:: Stored data ::

[Start of section]

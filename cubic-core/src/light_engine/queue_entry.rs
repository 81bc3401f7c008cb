//! Propagation metadata packed into a word.
//!
//! ```text
//! bit:  63 ........ 10  9  8  7  6  5  4  3  2  1  0
//!       |   unused    | E  W  S  N  U  D | level     |
//! ```
//!
//! Bits 0-3 hold the light level, bits 4-9 one flag per [`Direction`]
//! ordinal saying whether the entry still spreads that way.

use super::direction::Direction;

/// A packed propagation entry.
#[derive(Debug, Clone, Copy, PartialEq, Eq)]
pub struct QueueEntry(u64);

impl QueueEntry {
    const LEVEL_MASK: u64 = 0x0F;
    const DIRECTIONS_MASK: u64 = 0x3F0;

    #[inline]
    const fn direction_bit(dir: Direction) -> u64 {
        1 << (dir as u8 + 4)
    }

    /// Light level carried by the entry.
    #[must_use]
    #[inline]
    pub const fn level(self) -> u8 {
        (self.0 & Self::LEVEL_MASK) as u8
    }

    /// Whether the entry spreads towards `dir`.
    #[must_use]
    #[inline]
    pub const fn should_propagate(self, dir: Direction) -> bool {
        self.0 & Self::direction_bit(dir) != 0
    }

    /// Spreads `level` in every direction.
    #[must_use]
    pub fn all_directions(level: u8) -> Self {
        debug_assert!(level <= 15, "Light level must be 0-15");
        Self(Self::DIRECTIONS_MASK | (u64::from(level) & Self::LEVEL_MASK))
    }

    /// Spreads `level` everywhere except back towards `skip`.
    #[must_use]
    pub fn skip_one_direction(level: u8, skip: Direction) -> Self {
        Self(Self::all_directions(level).0 & !Self::direction_bit(skip))
    }
}

#[cfg(test)]
#[allow(clippy::unwrap_used)]
mod tests {
    use super::*;

    #[test]
    fn all_directions_sets_every_flag() {
        let entry = QueueEntry::all_directions(12);
        assert_eq!(entry.level(), 12);
        assert!(Direction::ALL.iter().all(|d| entry.should_propagate(*d)));
    }

    #[test]
    fn skip_clears_only_one_flag() {
        let entry = QueueEntry::skip_one_direction(3, Direction::North);
        assert_eq!(entry.level(), 3);
        assert!(!entry.should_propagate(Direction::North));
        for dir in Direction::ALL.into_iter().filter(|d| *d != Direction::North) {
            assert!(entry.should_propagate(dir));
        }
    }
}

[End of section]

:: What is needed ::
Reproduce the lines above, beginning at the line with "(self.0 & Self::LEVEL_MASK) as u8" and stopping after the line with "let entry = QueueEntry::all_directions(12);", exactly as they are.

:: Exercise response ::
        (self.0 & Self::LEVEL_MASK) as u8
    }

    /// Whether the entry spreads towards `dir`.
    #[must_use]
    #[inline]
    pub const fn should_propagate(self, dir: Direction) -> bool {
        self.0 & Self::direction_bit(dir) != 0
    }

    /// Spreads `level` in every direction.
    #[must_use]
    pub fn all_directions(level: u8) -> Self {
        debug_assert!(level <= 15, "Light level must be 0-15");
        Self(Self::DIRECTIONS_MASK | (u64::from(level) & Self::LEVEL_MASK))
    }

    /// Spreads `level` everywhere except back towards `skip`.
    #[must_use]
    pub fn skip_one_direction(level: u8, skip: Direction) -> Self {
        Self(Self::all_directions(level).0 & !Self::direction_bit(skip))
    }
}

#[cfg(test)]
#[allow(clippy::unwrap_used)]
mod tests {
    use super::*;

    #[test]
    fn all_directions_sets_every_flag() {
        let entry = QueueEntry::all_directions(12);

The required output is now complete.